Soon after sharing their first kiss January 24, 2011, Matthew reveals to Destiny his tormenting secret that he killed Eddie Ford (John Wesley Shipp) after the near-miss car accident. Destiny comforts Matthew, after which he leads her to his bedroom where they lose their virginity to one another. Destiny avoids Matthew after they both had sex, and Matthew later finds Destiny to tell her their intimate time together was special to him.

While in Angel Square, Dani happens upon Matthew and Destiny kissing. Destiny soon reveals to Dani they had sex and that Matthew confided that he killed Eddie. Eddie's estranged son, Nate Salinger (Lenny Platt), overhears Destiny's revelation and goes to Bo's apartment where he punches Matthew, causing him to hit his head and suffer a concussion. Destiny visits a still lucid Matthew after the incident, offering him an aspirin for a growing headache. Matthew collapses before his parents, who take him to the hospital. Nora calls Destiny over to the hospital. Destiny, joined by Dani, Bo and Nora, and a clandestine Nate learn Matthew to be nearly brain dead with minimal chance of recovery.

In summer 2011, Matthew's longtime friend Starr Manning (Kristen Alderson) finds Destiny with a pregnancy test which Destiny tells her is for a friend. With Matthew still sick and Starr and Dani suspecting her to be pregnant, Destiny takes the test, revealing her to have conceived Matthew's child. In August, Destiny receives permission to have an abortion from legal mother Phylicia. But, Nora soon learns the news of Destiny carrying her first grandchild and begs Destiny not to abort the baby with the promise she and Bo would support her. Destiny keeps the child.
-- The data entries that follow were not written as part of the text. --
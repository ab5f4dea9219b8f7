//! Restaurant menu client library
//!
//! An async client for the restaurant REST backend (dishes, promotions,
//! leadership), together with the pure pieces behind the dish-detail screen:
//! cyclic prev/next navigation over the dish ids and the comment form
//! validator.

pub mod api;
pub mod detail;
pub mod error;
pub mod form;
pub mod model;
pub mod navigator;

mod client;

pub use client::*;
pub use error::handle_error;
pub use error::Error;
pub use model::ItemId;
pub use navigator::IdSequence;
pub use navigator::Neighbors;
pub use navigator::compute_neighbors;
//! Read and update operations on backend collections
//!
//! Every [`Resource`] lives in a json-server style collection:
//! `GET {collection}`, `GET {collection}/{id}`,
//! `GET {collection}?featured=true` and `PUT {collection}/{id}`.
//!
//! # Example
//!
//! ```ignore
//! use menu_lib::model::{Dish, Leader};
//!
//! let dishes = client.list::<Dish>().await?;
//! let chef = client.featured::<Leader>().await?;
//! ```

use crate::MenuClient;
use crate::error::ApiError;
use crate::error::Error;
use crate::model::Dish;
use crate::model::ItemId;
use crate::model::Leader;
use crate::model::Promotion;
use crate::model::Resource;
use crate::navigator::IdSequence;

impl MenuClient {
    /// Fetches every item of a collection.
    pub async fn list<T: Resource>(&self) -> Result<Vec<T>, Error> {
        let url = self.endpoint(T::COLLECTION)?;
        self.get_json(url).await
    }

    /// Fetches one item by id.
    pub async fn get<T: Resource>(&self, id: &ItemId) -> Result<T, Error> {
        let url = self.endpoint(&item_path::<T>(id))?;
        self.get_json(url).await
    }

    /// Fetches the first item flagged as featured.
    ///
    /// The backend filters on `featured=true`; the flag is checked again here
    /// in case the filter is ignored.
    ///
    /// # Errors
    ///
    /// Returns [`ApiError::Parse`] if the backend has no featured item.
    pub async fn featured<T: Resource>(&self) -> Result<T, Error> {
        let mut url = self.endpoint(T::COLLECTION)?;
        url.query_pairs_mut().append_pair("featured", "true");

        let items: Vec<T> = self.get_json(url).await?;
        items
            .into_iter()
            .find(|item| item.featured())
            .ok_or_else(|| ApiError::parse(format!("no featured {}", T::COLLECTION)).into())
    }

    /// Fetches the ids of a collection, in backend order.
    pub async fn ids<T: Resource>(&self) -> Result<IdSequence, Error> {
        let items: Vec<T> = self.list().await?;
        Ok(items.iter().map(|item| item.id().clone()).collect())
    }

    /// Replaces an item and returns the version the backend stored.
    pub async fn put<T: Resource>(&self, item: &T) -> Result<T, Error> {
        let url = self.endpoint(&item_path::<T>(item.id()))?;
        self.put_json(url, item).await
    }

    /// Fetches the whole menu.
    pub async fn dishes(&self) -> Result<Vec<Dish>, Error> {
        self.list().await
    }

    /// Fetches one dish.
    pub async fn dish(&self, id: &ItemId) -> Result<Dish, Error> {
        self.get(id).await
    }

    /// Fetches the featured dish.
    pub async fn featured_dish(&self) -> Result<Dish, Error> {
        self.featured().await
    }

    /// Fetches the ids of all dishes.
    pub async fn dish_ids(&self) -> Result<IdSequence, Error> {
        self.ids::<Dish>().await
    }

    /// Stores a dish, comments included.
    pub async fn put_dish(&self, dish: &Dish) -> Result<Dish, Error> {
        self.put(dish).await
    }

    /// Fetches all promotions.
    pub async fn promotions(&self) -> Result<Vec<Promotion>, Error> {
        self.list().await
    }

    /// Fetches one promotion.
    pub async fn promotion(&self, id: &ItemId) -> Result<Promotion, Error> {
        self.get(id).await
    }

    /// Fetches the featured promotion.
    pub async fn featured_promotion(&self) -> Result<Promotion, Error> {
        self.featured().await
    }

    /// Fetches the leadership team.
    pub async fn leaders(&self) -> Result<Vec<Leader>, Error> {
        self.list().await
    }

    /// Fetches one leader.
    pub async fn leader(&self, id: &ItemId) -> Result<Leader, Error> {
        self.get(id).await
    }

    /// Fetches the featured leader.
    pub async fn featured_leader(&self) -> Result<Leader, Error> {
        self.featured().await
    }
}

/// Path of a single item, with the id percent-encoded.
fn item_path<T: Resource>(id: &ItemId) -> String {
    format!("{}/{}", T::COLLECTION, urlencoding::encode(id.as_str()))
}

#[cfg(test)]
mod tests {
    use super::*;

    #[test]
    fn test_item_path() {
        assert_eq!(item_path::<Dish>(&ItemId::from("3")), "dishes/3");
        assert_eq!(item_path::<Leader>(&ItemId::from("a b")), "Leadership/a%20b");
        assert_eq!(item_path::<Promotion>(&ItemId::from("x/y")), "promotions/x%2Fy");
    }
}
//! Typed models

mod dish;
mod id;
mod leader;
mod promotion;
mod resource;

pub use dish::*;
pub use id::*;
pub use leader::*;
pub use promotion::*;
pub use resource::*;
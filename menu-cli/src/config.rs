//! CLI configuration file.

use std::fs;
use std::path::Path;
use std::time::Duration;

use anyhow::Context;
use anyhow::Result;
use menu_lib::DEFAULT_BASE_URL;
use serde::Deserialize;

use crate::paths;

/// Contents of `config.toml`. Every key is optional.
#[derive(Debug, Clone, Default, PartialEq, Eq, Deserialize)]
#[serde(default, deny_unknown_fields)]
pub struct Config {
    /// Backend base URL.
    pub base_url: Option<String>,
    /// Per-request timeout in seconds.
    pub timeout_secs: Option<u64>,
}

impl Config {
    /// Loads the config from the platform config dir. A missing file yields
    /// the defaults.
    pub fn load() -> Result<Self> {
        match paths::config_file() {
            Some(path) if path.exists() => Self::from_file(&path),
            _ => Ok(Self::default()),
        }
    }

    /// Loads the config from a specific file.
    pub fn from_file(path: &Path) -> Result<Self> {
        let raw = fs::read_to_string(path)
            .with_context(|| format!("reading {}", path.display()))?;
        Self::parse(&raw).with_context(|| format!("parsing {}", path.display()))
    }

    pub fn parse(raw: &str) -> Result<Self> {
        Ok(toml::from_str(raw)?)
    }

    /// Picks the base URL: the command line wins over the file, the file
    /// over the built-in default.
    pub fn resolve_base_url(&self, cli: Option<&str>) -> String {
        cli.map(str::to_string)
            .or_else(|| self.base_url.clone())
            .unwrap_or_else(|| DEFAULT_BASE_URL.to_string())
    }

    pub fn timeout(&self) -> Option<Duration> {
        self.timeout_secs.map(Duration::from_secs)
    }
}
By November, Matthew miraculously recovers from the accident, and Destiny divulges her pregnancy to him. Matthew reacts unfavorably to the news, soon lashing out at Nora for guilting Destiny into keeping the child. At the series finale, Matthew finally warms up to the idea of fatherhood. Destiny, surrounded by family, gives birth to a son, whom she and Matthew name after Bo's late son, Drew Buchanan II.

In 2013, Destiny (Laura Harrier) is aged to a 21-year-old college student and single mother to Drew, acknowledging Matthew's (Robert Gorrie) limited parental involvement and his parents Bo and Nora providing support with financial assistance and babysitting to the child.

==Reception==
For her role as Destiny, Shenell Edmonds was nominated for an NAACP Image Award for Best Actress in a Daytime Drama Series in 2013.